Transient attenuation of protein kinase Cϵ can terminate a chronic hyperalgesic state in the rat

Abstract

Recently we demonstrated that a single 3-day episode of carrageenan-induced acute cutaneous inflammation can create a chronic state of increased susceptibility to inflammatory hyperalgesia. In this latent “primed” state, although there is no ongoing hyperalgesia, the hyperalgesic response to subsequent challenges with inflammatory agent (prostaglandin E 2; PGE 2) is greatly enhanced. Furthermore, the PGE 2-induced hyperalgesia in primed skin was found to require activity of the ϵ isozyme of protein kinase C (PKCϵ), a second messenger that is not required for PGE 2-induced hyperalgesia in control animals. In the present study we tested the hypothesis that activity of PKCϵ not only plays a critical role in the expression of primed PGE 2-induced hyperalgesia, but also in the development and maintenance of the primed state itself. Antisense oligodeoxynucleotide was employed to produce a decrease in PKCϵ in the nerve, verified by Western blot analysis. PKCϵ was found to be essential both for the development of carrageenan-induced hyperalgesic priming, as well as for the maintenance of the primed state.
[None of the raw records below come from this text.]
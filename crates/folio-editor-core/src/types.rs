//! Core types for document positions and selections.

use crate::dom::NodeId;

/// A boundary point inside the document tree.
///
/// In a text node `offset` counts characters; in an element it counts
/// children, so `offset == 0` is "before the first child".
#[derive(Debug, Clone, Copy, PartialEq, Eq, Hash)]
pub struct Position {
    pub node: NodeId,
    pub offset: usize,
}

impl Position {
    pub fn new(node: NodeId, offset: usize) -> Self {
        Self { node, offset }
    }
}

/// A selection range over the document.
///
/// Anchor is where the selection started, focus where it currently ends; the
/// two may be in either document order.
#[derive(Debug, Clone, Copy, PartialEq, Eq, Hash)]
pub struct SelectionRange {
    pub anchor: Position,
    pub focus: Position,
}

impl SelectionRange {
    pub fn new(anchor: Position, focus: Position) -> Self {
        Self { anchor, focus }
    }

    /// Create a collapsed selection (caret).
    pub fn caret(at: Position) -> Self {
        Self {
            anchor: at,
            focus: at,
        }
    }

    pub fn is_collapsed(&self) -> bool {
        self.anchor == self.focus
    }
}

/// Which neighbouring text node a linear offset resolves into when it falls
/// exactly on a boundary between two of them.
#[derive(Debug, Clone, Copy, PartialEq, Eq)]
pub enum SnapDirection {
    /// Prefer the start of the following text node.
    Forward,
    /// Prefer the end of the preceding text node.
    Backward,
}
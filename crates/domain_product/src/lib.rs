//! Product Domain
//!
//! The product record owned by the product service and the port through which
//! the composite layer reaches that service.
//!
//! The composite treats a [`Product`] as an opaque DTO: it marshals and
//! forwards it without validating business fields.

pub mod product;
pub mod ports;

pub use product::Product;
pub use ports::ProductPort;
#[cfg(any(test, feature = "mock"))]
pub use ports::mock::MockProductPort;
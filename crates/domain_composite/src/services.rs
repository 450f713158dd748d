//! Product composite service
//!
//! Orchestrates the fan-out calls behind the composite API. Each operation
//! either returns a complete result or a single error; results of branches
//! that succeeded next to a failed one are discarded.

use futures::future::join_all;
use std::sync::Arc;
use tracing::{debug, info, instrument, warn};

use core_kernel::{Event, PageRequest, PaginationDefaults, ProductId};
use domain_product::{Product, ProductPort};
use domain_recommendation::RecommendationPort;
use domain_review::ReviewPort;

use crate::aggregate::ProductAggregate;
use crate::composite::ProductComposite;
use crate::error::CompositeError;
use crate::mapper;
use crate::publisher::{EventPublisher, Topic};

/// Composite read, write and delete operations
pub struct ProductCompositeService {
    products: Arc<dyn ProductPort>,
    recommendations: Arc<dyn RecommendationPort>,
    reviews: Arc<dyn ReviewPort>,
    publisher: Arc<dyn EventPublisher>,
    pagination: PaginationDefaults,
}

impl ProductCompositeService {
    pub fn new(
        products: Arc<dyn ProductPort>,
        recommendations: Arc<dyn RecommendationPort>,
        reviews: Arc<dyn ReviewPort>,
        publisher: Arc<dyn EventPublisher>,
        pagination: PaginationDefaults,
    ) -> Self {
        Self {
            products,
            recommendations,
            reviews,
            publisher,
            pagination,
        }
    }

    /// Builds the service over one adapter implementing all three ports
    pub fn from_integration<I>(
        integration: Arc<I>,
        publisher: Arc<dyn EventPublisher>,
        pagination: PaginationDefaults,
    ) -> Self
    where
        I: ProductPort + RecommendationPort + ReviewPort,
    {
        Self::new(
            integration.clone(),
            integration.clone(),
            integration,
            publisher,
            pagination,
        )
    }

    /// Fetches a product with one page of its recommendations and reviews
    ///
    /// The three calls run concurrently. Page coordinates missing from `page`
    /// come from the configured defaults.
    ///
    /// # Errors
    ///
    /// Once all three calls have settled, the first failure in the order
    /// product, recommendations, reviews is returned. A missing product is
    /// therefore always reported as `NotFound`.
    #[instrument(skip(self), fields(product_id = %product_id))]
    pub async fn get_composite_product(
        &self,
        product_id: ProductId,
        page: PageRequest,
    ) -> Result<ProductAggregate, CompositeError> {
        let page = page.resolve(&self.pagination);
        debug!(?page, "Fetching composite product");

        let (product, recommendations, reviews) = tokio::join!(
            self.products.get_product(product_id),
            self.recommendations
                .get_recommendations_by_product(product_id, page),
            self.reviews.get_reviews_by_product(product_id, page),
        );

        let product = product?;
        let recommendations = recommendations?;
        let reviews = reviews?;

        debug!(
            recommendations = recommendations.len(),
            reviews = reviews.len(),
            "Composite product assembled"
        );
        Ok(mapper::to_aggregate(product, recommendations, reviews))
    }

    /// Creates the product and every recommendation and review of `body`
    ///
    /// Issues one create call per entity, all concurrently, and returns the
    /// created entities in input order.
    ///
    /// # Errors
    ///
    /// Any failed call fails the whole operation. Entities created by the
    /// other calls are not rolled back.
    #[instrument(
        skip(self, body),
        fields(
            product_id = %body.product_id,
            recommendations = body.recommendations.len(),
            reviews = body.reviews.len()
        )
    )]
    pub async fn create_composite_product(
        &self,
        body: ProductComposite,
    ) -> Result<ProductComposite, CompositeError> {
        let ProductComposite {
            product_id,
            name,
            weight,
            recommendations,
            reviews,
        } = body;

        let recommendation_calls = recommendations
            .into_iter()
            .map(|summary| mapper::to_recommendation(product_id, summary))
            .map(|recommendation| self.recommendations.create_recommendation(recommendation));
        let review_calls = reviews
            .into_iter()
            .map(|summary| mapper::to_review(product_id, summary))
            .map(|review| self.reviews.create_review(review));

        let (product, recommendations, reviews) = tokio::join!(
            self.products
                .create_product(Product::new(product_id, name, weight)),
            join_all(recommendation_calls),
            join_all(review_calls),
        );

        let product = product?;
        let recommendations = recommendations.into_iter().collect::<Result<Vec<_>, _>>()?;
        let reviews = reviews.into_iter().collect::<Result<Vec<_>, _>>()?;

        info!(
            recommendations = recommendations.len(),
            reviews = reviews.len(),
            "Composite product created"
        );
        Ok(mapper::to_composite(product, recommendations, reviews))
    }

    /// Announces the deletion of a composite product
    ///
    /// Nothing is deleted here: one `DELETE` event is published per owning
    /// service and the consumers perform the deletion later.
    ///
    /// # Errors
    ///
    /// Topics are published in the order products, recommendations, reviews
    /// and publishing stops at the first failure. Events already sent are not
    /// recalled, so their consumers still delete; the failure is logged with
    /// the topics that did receive the event.
    #[instrument(skip(self), fields(product_id = %product_id))]
    pub async fn delete_composite_product(&self, product_id: ProductId) -> Result<(), CompositeError> {
        let event = Event::delete(product_id);
        let mut published = Vec::with_capacity(Topic::ALL.len());
        for topic in Topic::ALL {
            if let Err(e) = self.publisher.publish(topic, &event).await {
                warn!(
                    failed = %topic,
                    already_published = ?published,
                    error = %e,
                    "Deletion only partly announced"
                );
                return Err(e.into());
            }
            published.push(topic.name());
        }
        info!("Deletion events published");
        Ok(())
    }
}
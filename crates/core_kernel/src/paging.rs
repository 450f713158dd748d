//! Paged listings
//!
//! Every listing endpoint of the downstream services answers with the same
//! envelope: a page of items plus the page coordinates that produced it.
//! [`PageRequest`] carries the caller's optional coordinates and is resolved
//! against the process-wide [`PaginationDefaults`] when the composite layer
//! needs concrete values.

use serde::{Deserialize, Serialize};

/// A page of items returned by a listing operation
#[derive(Debug, Clone, PartialEq, Serialize, Deserialize)]
#[serde(rename_all = "camelCase")]
pub struct Paged<T> {
    /// Items of this page, in backend order
    pub items: Vec<T>,
    /// Zero-based page index
    pub page_number: u32,
    /// Requested page size
    pub page_size: u32,
    /// Total number of matching elements, when the backend reports it
    #[serde(default)]
    pub total_elements: u64,
    /// Total number of pages, when the backend reports it
    #[serde(default)]
    pub total_pages: u32,
}

impl<T> Paged<T> {
    /// Creates a page, deriving the totals from the items when nothing else is known
    pub fn new(items: Vec<T>, page_number: u32, page_size: u32) -> Self {
        let total_elements = items.len() as u64;
        Self {
            items,
            page_number,
            page_size,
            total_elements,
            total_pages: u32::from(total_elements > 0),
        }
    }

    /// Sets the totals reported by the backend
    pub fn with_totals(mut self, total_elements: u64, total_pages: u32) -> Self {
        self.total_elements = total_elements;
        self.total_pages = total_pages;
        self
    }

    /// Cuts one page out of a complete, already ordered result set
    pub fn slice(all: Vec<T>, page_number: u32, page_size: u32) -> Self {
        let total_elements = all.len() as u64;
        let total_pages = if page_size == 0 {
            0
        } else {
            total_elements.div_ceil(u64::from(page_size)) as u32
        };
        let skip = page_number as usize * page_size as usize;
        let items = all.into_iter().skip(skip).take(page_size as usize).collect();

        Self {
            items,
            page_number,
            page_size,
            total_elements,
            total_pages,
        }
    }

    /// An empty page at the given coordinates
    pub fn empty(page_number: u32, page_size: u32) -> Self {
        Self::new(Vec::new(), page_number, page_size)
    }

    /// Transforms every item while keeping order and page metadata
    pub fn map<U, F>(self, f: F) -> Paged<U>
    where
        F: FnMut(T) -> U,
    {
        Paged {
            items: self.items.into_iter().map(f).collect(),
            page_number: self.page_number,
            page_size: self.page_size,
            total_elements: self.total_elements,
            total_pages: self.total_pages,
        }
    }

    /// Returns true when the page holds no more items than its size allows
    pub fn is_consistent(&self) -> bool {
        self.items.len() as u64 <= u64::from(self.page_size)
    }

    pub fn len(&self) -> usize {
        self.items.len()
    }

    pub fn is_empty(&self) -> bool {
        self.items.is_empty()
    }
}

/// Process-wide default page coordinates
#[derive(Debug, Clone, Copy, PartialEq, Eq, Serialize, Deserialize)]
#[serde(default)]
pub struct PaginationDefaults {
    pub page_number: u32,
    pub page_size: u32,
}

impl Default for PaginationDefaults {
    fn default() -> Self {
        Self {
            page_number: 0,
            page_size: 10,
        }
    }
}

/// Optional page coordinates supplied by a caller
///
/// A `None` coordinate is never sent downstream, letting the backend apply
/// its own default.
#[derive(Debug, Clone, Copy, Default, PartialEq, Eq, Serialize, Deserialize)]
#[serde(rename_all = "camelCase")]
pub struct PageRequest {
    pub page_number: Option<u32>,
    pub page_size: Option<u32>,
}

impl PageRequest {
    pub fn new(page_number: Option<u32>, page_size: Option<u32>) -> Self {
        Self {
            page_number,
            page_size,
        }
    }

    /// A request with both coordinates set
    pub fn of(page_number: u32, page_size: u32) -> Self {
        Self::new(Some(page_number), Some(page_size))
    }

    /// Fills missing coordinates from the defaults; explicit values win
    pub fn resolve(self, defaults: &PaginationDefaults) -> PageRequest {
        PageRequest {
            page_number: Some(self.page_number.unwrap_or(defaults.page_number)),
            page_size: Some(self.page_size.unwrap_or(defaults.page_size)),
        }
    }

    /// Query-string pairs for the coordinates that are set
    pub fn query_pairs(&self) -> Vec<(&'static str, String)> {
        let mut pairs = Vec::with_capacity(2);
        if let Some(number) = self.page_number {
            pairs.push(("pageNumber", number.to_string()));
        }
        if let Some(size) = self.page_size {
            pairs.push(("pageSize", size.to_string()));
        }
        pairs
    }
}
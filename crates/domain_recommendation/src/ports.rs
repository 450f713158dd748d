//! Recommendation Domain Ports
//!
//! The `RecommendationPort` trait is the contract the composite layer needs
//! from the recommendation service. Recommendations are listed and bulk
//! deleted by the product they belong to.

use async_trait::async_trait;

use core_kernel::{DomainPort, PageRequest, Paged, PortError, ProductId, RecommendationId};

use crate::recommendation::Recommendation;

/// Port to the recommendation service
#[async_trait]
pub trait RecommendationPort: DomainPort {
    /// Retrieves a recommendation by id, or `PortError::NotFound`
    async fn get_recommendation(&self, id: RecommendationId) -> Result<Recommendation, PortError>;

    /// Lists one page of the recommendations of a product
    ///
    /// Coordinates left unset in `page` are not sent downstream.
    async fn get_recommendations_by_product(
        &self,
        product_id: ProductId,
        page: PageRequest,
    ) -> Result<Paged<Recommendation>, PortError>;

    /// Creates a recommendation
    ///
    /// A duplicate or invalid payload yields `PortError::InvalidInput`.
    async fn create_recommendation(
        &self,
        recommendation: Recommendation,
    ) -> Result<Recommendation, PortError>;

    /// Replaces the recommendation stored under `id`
    async fn update_recommendation(
        &self,
        recommendation: Recommendation,
        id: RecommendationId,
    ) -> Result<Recommendation, PortError>;

    /// Deletes one recommendation; deleting an absent one succeeds
    async fn delete_recommendation(&self, id: RecommendationId) -> Result<(), PortError>;

    /// Deletes every recommendation of a product; idempotent
    async fn delete_recommendations_by_product(&self, product_id: ProductId) -> Result<(), PortError>;
}

/// Mock implementation of RecommendationPort for testing
#[cfg(any(test, feature = "mock"))]
pub mod mock {
    use super::*;
    use std::collections::BTreeMap;
    use std::sync::atomic::{AtomicI32, AtomicUsize, Ordering};
    use tokio::sync::RwLock;

    /// In-memory mock implementation of RecommendationPort
    ///
    /// Assigns ids on creation, records the page requests it receives and
    /// can be told to fail listings or the creation of specific authors.
    #[derive(Debug, Default)]
    pub struct MockRecommendationPort {
        recommendations: RwLock<BTreeMap<RecommendationId, Recommendation>>,
        next_id: AtomicI32,
        page_requests: RwLock<Vec<(ProductId, PageRequest)>>,
        listing_failure: RwLock<Option<PortError>>,
        create_failures: RwLock<Vec<(String, PortError)>>,
        create_calls: AtomicUsize,
        delete_calls: AtomicUsize,
    }

    impl MockRecommendationPort {
        pub fn new() -> Self {
            Self::default()
        }

        /// Pre-populates with recommendations; missing ids are assigned
        pub async fn with_recommendations(recommendations: Vec<Recommendation>) -> Self {
            let port = Self::new();
            for recommendation in recommendations {
                port.store(recommendation).await;
            }
            port
        }

        async fn store(&self, mut recommendation: Recommendation) -> Recommendation {
            let id = match recommendation.recommendation_id {
                Some(id) => {
                    self.next_id.fetch_max(id.value(), Ordering::SeqCst);
                    id
                }
                None => RecommendationId::new(self.next_id.fetch_add(1, Ordering::SeqCst) + 1),
            };
            recommendation.recommendation_id = Some(id);
            self.recommendations
                .write()
                .await
                .insert(id, recommendation.clone());
            recommendation
        }

        /// Makes every listing call fail with `error`
        pub async fn fail_listing_with(&self, error: PortError) {
            *self.listing_failure.write().await = Some(error);
        }

        /// Makes the creation of any recommendation by `author` fail with `error`
        pub async fn fail_create_for_author(&self, author: impl Into<String>, error: PortError) {
            self.create_failures.write().await.push((author.into(), error));
        }

        /// Page requests received by listing calls, in call order
        pub async fn page_requests(&self) -> Vec<(ProductId, PageRequest)> {
            self.page_requests.read().await.clone()
        }

        pub async fn count_for_product(&self, product_id: ProductId) -> usize {
            self.recommendations
                .read()
                .await
                .values()
                .filter(|r| r.product_id == product_id)
                .count()
        }

        pub fn create_calls(&self) -> usize {
            self.create_calls.load(Ordering::SeqCst)
        }

        pub fn delete_calls(&self) -> usize {
            self.delete_calls.load(Ordering::SeqCst)
        }
    }

    impl DomainPort for MockRecommendationPort {}

    #[async_trait]
    impl RecommendationPort for MockRecommendationPort {
        async fn get_recommendation(&self, id: RecommendationId) -> Result<Recommendation, PortError> {
            self.recommendations
                .read()
                .await
                .get(&id)
                .cloned()
                .ok_or_else(|| {
                    PortError::not_found(format!("No recommendation found for recommendationId: {}", id))
                })
        }

        async fn get_recommendations_by_product(
            &self,
            product_id: ProductId,
            page: PageRequest,
        ) -> Result<Paged<Recommendation>, PortError> {
            self.page_requests.write().await.push((product_id, page));
            if let Some(error) = self.listing_failure.read().await.clone() {
                return Err(error);
            }
            let matching: Vec<Recommendation> = self
                .recommendations
                .read()
                .await
                .values()
                .filter(|r| r.product_id == product_id)
                .cloned()
                .collect();
            Ok(Paged::slice(
                matching,
                page.page_number.unwrap_or(0),
                page.page_size.unwrap_or(10),
            ))
        }

        async fn create_recommendation(
            &self,
            recommendation: Recommendation,
        ) -> Result<Recommendation, PortError> {
            self.create_calls.fetch_add(1, Ordering::SeqCst);
            let failure = self
                .create_failures
                .read()
                .await
                .iter()
                .find(|(author, _)| *author == recommendation.author)
                .map(|(_, error)| error.clone());
            if let Some(error) = failure {
                return Err(error);
            }
            if let Some(id) = recommendation.recommendation_id {
                if self.recommendations.read().await.contains_key(&id) {
                    return Err(PortError::invalid_input(format!(
                        "Duplicate key, productId: {}, recommendationId: {}",
                        recommendation.product_id, id
                    )));
                }
            }
            Ok(self.store(recommendation).await)
        }

        async fn update_recommendation(
            &self,
            mut recommendation: Recommendation,
            id: RecommendationId,
        ) -> Result<Recommendation, PortError> {
            let mut store = self.recommendations.write().await;
            if !store.contains_key(&id) {
                return Err(PortError::not_found(format!(
                    "No recommendation found for recommendationId: {}",
                    id
                )));
            }
            recommendation.recommendation_id = Some(id);
            store.insert(id, recommendation.clone());
            Ok(recommendation)
        }

        async fn delete_recommendation(&self, id: RecommendationId) -> Result<(), PortError> {
            self.delete_calls.fetch_add(1, Ordering::SeqCst);
            self.recommendations.write().await.remove(&id);
            Ok(())
        }

        async fn delete_recommendations_by_product(&self, product_id: ProductId) -> Result<(), PortError> {
            self.delete_calls.fetch_add(1, Ordering::SeqCst);
            self.recommendations
                .write()
                .await
                .retain(|_, r| r.product_id != product_id);
            Ok(())
        }
    }
}

#[cfg(test)]
mod tests {
    use super::mock::MockRecommendationPort;
    use super::*;

    #[tokio::test]
    async fn test_mock_assigns_ids_in_sequence() {
        let port = MockRecommendationPort::new();
        let first = port
            .create_recommendation(Recommendation::new(ProductId::new(1), "ann", 3, "ok"))
            .await
            .unwrap();
        let second = port
            .create_recommendation(Recommendation::new(ProductId::new(1), "bob", 5, "great"))
            .await
            .unwrap();

        assert_eq!(first.recommendation_id, Some(RecommendationId::new(1)));
        assert_eq!(second.recommendation_id, Some(RecommendationId::new(2)));
        assert_eq!(port.create_calls(), 2);
    }

    #[tokio::test]
    async fn test_mock_records_page_requests() {
        let port = MockRecommendationPort::new();
        port.get_recommendations_by_product(ProductId::new(4), PageRequest::of(0, 10))
            .await
            .unwrap();

        assert_eq!(
            port.page_requests().await,
            vec![(ProductId::new(4), PageRequest::of(0, 10))]
        );
    }

    #[tokio::test]
    async fn test_mock_author_failure() {
        let port = MockRecommendationPort::new();
        port.fail_create_for_author("mallory", PortError::invalid_input("rejected"))
            .await;

        let result = port
            .create_recommendation(Recommendation::new(ProductId::new(1), "mallory", 1, "spam"))
            .await;
        assert!(result.unwrap_err().is_invalid_input());
    }

    #[tokio::test]
    async fn test_mock_delete_by_product_is_idempotent() {
        let port = MockRecommendationPort::with_recommendations(vec![
            Recommendation::new(ProductId::new(1), "ann", 3, "ok"),
            Recommendation::new(ProductId::new(2), "bob", 4, "fine"),
        ])
        .await;

        port.delete_recommendations_by_product(ProductId::new(1)).await.unwrap();
        port.delete_recommendations_by_product(ProductId::new(1)).await.unwrap();

        assert_eq!(port.count_for_product(ProductId::new(1)).await, 0);
        assert_eq!(port.count_for_product(ProductId::new(2)).await, 1);
    }
}
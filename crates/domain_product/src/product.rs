//! Product record

use core_kernel::ProductId;
use serde::{Deserialize, Serialize};

/// A product as exposed by the product service
#[derive(Debug, Clone, PartialEq, Serialize, Deserialize)]
pub struct Product {
    #[serde(rename = "productID")]
    pub product_id: ProductId,
    pub name: String,
    pub weight: f64,
}

impl Product {
    pub fn new(product_id: ProductId, name: impl Into<String>, weight: f64) -> Self {
        Self {
            product_id,
            name: name.into(),
            weight,
        }
    }
}
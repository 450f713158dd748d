//! HTTP Integration Layer
//!
//! This crate implements the product, recommendation and review ports on top
//! of the downstream REST services using `reqwest`.
//!
//! # Architecture
//!
//! One façade, [`ProductCompositeIntegration`], implements all three ports.
//! It resolves each service's base URL once at construction and shares a
//! single pooled HTTP client, so it can be cloned freely and used by many
//! requests at once.
//!
//! Every failed call goes through the same classification:
//! - `404` -> `PortError::NotFound`
//! - `422` -> `PortError::InvalidInput`
//! - other statuses -> `PortError::Upstream`, logged with the response body
//! - connection, timeout and decoding failures -> `PortError::Transport`
//!
//! # Example
//!
//! ```rust,ignore
//! use infra_http::{IntegrationConfig, ProductCompositeIntegration};
//!
//! let integration = ProductCompositeIntegration::new(&IntegrationConfig::default())?;
//! let product = integration.get_product(ProductId::new(1)).await?;
//! ```

pub mod config;
pub mod error;
pub mod client;
pub mod integration;

pub use config::{IntegrationConfig, ServiceEndpoint, ServiceEndpoints, ServiceUrls};
pub use error::IntegrationError;
pub use client::RestClient;
pub use integration::ProductCompositeIntegration;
Furthermore, hyperalgesic priming could be induced by an agonist of PKCϵ (pseudo-receptor octapeptide for activated PKCϵ) at a dose that itself causes no hyperalgesia. The finding that transient inhibition of PKCϵ can not only prevent the development of priming, but can also terminate a fully developed state of priming suggests the possibility that selective targeting PKCϵ might be an effective new strategy in the treatment of chronic inflammatory pain.